Retirement planning is one of the most overlooked aspects of financial planning in India. However, with increasing life expectancy, retirement planning is extremely important. When you start to invest early you can reap the benefits of a significant corpus. For most of us our 50’s are a milestone age and the last chance to get our finances in order.


These are some of the common retirement financial planning mistakes that people make in their 50’s to watch out for and avoid.


1. Expecting to work past your retirement age


A lot of people fail to properly execute the retirement planning process because they think that they will work beyond the age of 50. But due to other circumstances, many people get laid off sooner than they expect. Issues such as layoffs, health issues and family circumstances cause people to retire earlier than planned. It can be incredibly difficult to find a new job if you are laid off at this stage of your life. This is why it is better to start with an early retirement plan. Whether you work beyond 50 should be your choice and not compulsion that life makes you do.

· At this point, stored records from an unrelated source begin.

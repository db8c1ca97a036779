//! SSE parsing and streamed answer assembly.
//!
//! The streaming query endpoint replies with `text/event-stream`. Each frame
//! carries a JSON payload of the shape `{ "type": "answer"|"docs", "content" }`;
//! the stream is terminated by an `end` event or an `error` event carrying a
//! `{ "detail": [{ "msg" }] }` payload. Answer chunks accumulate in arrival
//! order; docs batches append in arrival order. There is no reconnect or
//! resume — a closed stream stays closed.
//!
//! [`SseParser`] is a plain incremental frame parser: feed it whatever byte
//! chunks the transport produces and it yields complete frames. Frame
//! boundaries are blank lines; `event:` and `data:` fields are honored,
//! comment lines (leading `:`) and `id:`/`retry:` fields are ignored, and
//! CRLF line endings are tolerated.

use serde_json::Value;

use crate::models::SourceDoc;

/// One complete server-sent event frame.
#[derive(Debug, Clone, PartialEq, Eq)]
pub struct SseFrame {
    /// Event name; `"message"` when the frame carried no `event:` field.
    pub event: String,
    /// Data payload; multi-line `data:` fields joined with `\n`.
    pub data: String,
}

/// Incremental `text/event-stream` parser.
#[derive(Default)]
pub struct SseParser {
    buf: Vec<u8>,
}

impl SseParser {
    pub fn new() -> Self {
        Self::default()
    }

    /// Feed a chunk of bytes, returning every frame completed by it.
    ///
    /// Bytes that do not yet form a complete frame (including partial UTF-8
    /// sequences split across chunks) stay buffered for the next call.
    pub fn feed(&mut self, chunk: &[u8]) -> Vec<SseFrame> {
        // SSE line endings are LF, CR, or CRLF; dropping CRs up front makes
        // every boundary a plain LF.
        self.buf.extend(chunk.iter().copied().filter(|&b| b != b'\r'));

        let mut frames = Vec::new();
        while let Some(pos) = find_frame_boundary(&self.buf) {
            let raw: Vec<u8> = self.buf.drain(..pos + 2).collect();
            let text = String::from_utf8_lossy(&raw[..pos]);
            if let Some(frame) = parse_frame(&text) {
                frames.push(frame);
            }
        }
        frames
    }
}

fn find_frame_boundary(buf: &[u8]) -> Option<usize> {
    buf.windows(2).position(|w| w == b"\n\n")
}

fn parse_frame(text: &str) -> Option<SseFrame> {
    let mut event = String::new();
    let mut data_lines: Vec<&str> = Vec::new();

    for line in text.lines() {
        if line.starts_with(':') {
            continue;
        }
        let (field, value) = match line.split_once(':') {
            Some((f, v)) => (f, v.strip_prefix(' ').unwrap_or(v)),
            None => (line, ""),
        };
        match field {
            "event" => event = value.to_string(),
            "data" => data_lines.push(value),
            _ => {}
        }
    }

    if event.is_empty() && data_lines.is_empty() {
        return None;
    }
    Some(SseFrame {
        event: if event.is_empty() {
            "message".to_string()
        } else {
            event
        },
        data: data_lines.join("\n"),
    })
}

/// One decoded event from the answer stream.
#[derive(Debug, Clone)]
pub enum AnswerEvent {
    /// A fragment of the answer text, to be appended in arrival order.
    Answer(String),
    /// A batch of retrieved source documents.
    Docs(Vec<SourceDoc>),
    /// Normal termination.
    End,
    /// Abnormal termination with a best-effort message.
    Error(String),
}

/// Decode a frame into an [`AnswerEvent`].
///
/// Termination can be spelled two ways by backends of this shape — an
/// `event: end` frame, or a `{"type": "end"}` data payload — and both are
/// accepted. Frames that decode to nothing meaningful yield `None`.
pub fn decode_event(frame: &SseFrame) -> Option<AnswerEvent> {
    match frame.event.as_str() {
        "end" => return Some(AnswerEvent::End),
        "error" => return Some(AnswerEvent::Error(error_detail(&frame.data))),
        _ => {}
    }

    let value: Value = serde_json::from_str(&frame.data).ok()?;
    match value.get("type").and_then(|t| t.as_str()) {
        Some("answer") => {
            let content = value
                .get("content")
                .and_then(|c| c.as_str())
                .unwrap_or_default();
            Some(AnswerEvent::Answer(content.to_string()))
        }
        Some("docs") => {
            let docs = value
                .get("content")
                .cloned()
                .and_then(|c| serde_json::from_value::<Vec<SourceDoc>>(c).ok())
                .unwrap_or_default();
            Some(AnswerEvent::Docs(docs))
        }
        Some("end") => Some(AnswerEvent::End),
        Some("error") => Some(AnswerEvent::Error(error_detail(&frame.data))),
        _ => None,
    }
}

/// Pull a human message out of an error payload: `detail[0].msg`, then
/// `detail` as a string, then the raw payload.
fn error_detail(data: &str) -> String {
    if let Ok(value) = serde_json::from_str::<Value>(data) {
        if let Some(msg) = value.pointer("/detail/0/msg").and_then(|m| m.as_str()) {
            return msg.to_string();
        }
        if let Some(msg) = value.get("detail").and_then(|m| m.as_str()) {
            return msg.to_string();
        }
    }
    if data.trim().is_empty() {
        "stream error".to_string()
    } else {
        data.trim().to_string()
    }
}

/// Assembles a streamed answer from decoded events.
#[derive(Debug, Default)]
pub struct AnswerAccumulator {
    pub answer: String,
    pub docs: Vec<SourceDoc>,
    pub error: Option<String>,
    closed: bool,
}

impl AnswerAccumulator {
    pub fn new() -> Self {
        Self::default()
    }

    /// Apply one event. Returns `false` once the stream is closed; events
    /// arriving after close are dropped.
    pub fn push(&mut self, event: AnswerEvent) -> bool {
        if self.closed {
            return false;
        }
        match event {
            AnswerEvent::Answer(chunk) => self.answer.push_str(&chunk),
            AnswerEvent::Docs(mut batch) => self.docs.append(&mut batch),
            AnswerEvent::End => self.closed = true,
            AnswerEvent::Error(msg) => {
                self.error = Some(msg);
                self.closed = true;
            }
        }
        !self.closed
    }

    pub fn is_closed(&self) -> bool {
        self.closed
    }
}

#[cfg(test)]
mod tests {
    use super::*;

    fn feed_all(parser: &mut SseParser, input: &str) -> Vec<SseFrame> {
        parser.feed(input.as_bytes())
    }

    #[test]
    fn parses_frames_split_across_chunks() {
        let mut parser = SseParser::new();
        assert!(parser.feed(b"data: {\"type\":\"ans").is_empty());
        let frames = parser.feed(b"wer\",\"content\":\"hi\"}\n\n");
        assert_eq!(frames.len(), 1);
        assert_eq!(frames[0].event, "message");
        assert_eq!(frames[0].data, r#"{"type":"answer","content":"hi"}"#);
    }

    #[test]
    fn parses_event_names_and_crlf() {
        let mut parser = SseParser::new();
        let frames = parser.feed(b"event: end\r\ndata: {}\r\n\r\n");
        assert_eq!(frames.len(), 1);
        assert_eq!(frames[0].event, "end");
    }

    #[test]
    fn ignores_comments_and_retry() {
        let mut parser = SseParser::new();
        let frames = feed_all(&mut parser, ": keepalive\nretry: 500\ndata: x\n\n");
        assert_eq!(frames.len(), 1);
        assert_eq!(frames[0].data, "x");
    }

    #[test]
    fn joins_multi_line_data() {
        let mut parser = SseParser::new();
        let frames = feed_all(&mut parser, "data: a\ndata: b\n\n");
        assert_eq!(frames[0].data, "a\nb");
    }

    #[test]
    fn does_not_split_multibyte_chars() {
        let mut parser = SseParser::new();
        let full = "data: {\"type\":\"answer\",\"content\":\"héllo\"}\n\n".as_bytes();
        // Split inside the two-byte 'é'
        let cut = full.iter().position(|&b| b == 0xc3).unwrap() + 1;
        assert!(parser.feed(&full[..cut]).is_empty());
        let frames = parser.feed(&full[cut..]);
        let ev = decode_event(&frames[0]).unwrap();
        match ev {
            AnswerEvent::Answer(s) => assert_eq!(s, "héllo"),
            other => panic!("unexpected event: {:?}", other),
        }
    }

    #[test]
    fn accumulates_answer_chunks_in_order() {
        let mut acc = AnswerAccumulator::new();
        assert!(acc.push(AnswerEvent::Answer("To deploy, ".into())));
        assert!(acc.push(AnswerEvent::Answer("run dqa.".into())));
        assert!(acc.push(AnswerEvent::Docs(vec![SourceDoc {
            page_content: "deploy guide".into(),
            metadata: serde_json::json!({}),
        }])));
        assert!(!acc.push(AnswerEvent::End));
        assert_eq!(acc.answer, "To deploy, run dqa.");
        assert_eq!(acc.docs.len(), 1);
        assert!(acc.error.is_none());
        assert!(acc.is_closed());
    }

    #[test]
    fn events_after_close_are_dropped() {
        let mut acc = AnswerAccumulator::new();
        acc.push(AnswerEvent::End);
        assert!(!acc.push(AnswerEvent::Answer("late".into())));
        assert_eq!(acc.answer, "");
    }

    #[test]
    fn error_event_carries_detail_msg() {
        let frame = SseFrame {
            event: "error".into(),
            data: r#"{"detail":[{"msg":"collection not found"}]}"#.into(),
        };
        match decode_event(&frame).unwrap() {
            AnswerEvent::Error(msg) => assert_eq!(msg, "collection not found"),
            other => panic!("unexpected event: {:?}", other),
        }
    }

    #[test]
    fn end_in_data_position_also_terminates() {
        let frame = SseFrame {
            event: "message".into(),
            data: r#"{"type":"end"}"#.into(),
        };
        assert!(matches!(decode_event(&frame), Some(AnswerEvent::End)));
    }

    #[test]
    fn unknown_payloads_are_skipped() {
        let frame = SseFrame {
            event: "message".into(),
            data: r#"{"type":"heartbeat"}"#.into(),
        };
        assert!(decode_event(&frame).is_none());
        let garbage = SseFrame {
            event: "message".into(),
            data: "not json".into(),
        };
        assert!(decode_event(&garbage).is_none());
    }
}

2. Taking too little risk or too much


You might start getting conscious of the fact that time is running out and take too much risk by putting money into speculative investments to get a quick return on investment. This could lead to big losses when you least expect it. Create an investment strategy based on your goals, aspirations and concerns, and then invest accordingly. This could be a very crucial part of your overall retirement planning process in the years to come.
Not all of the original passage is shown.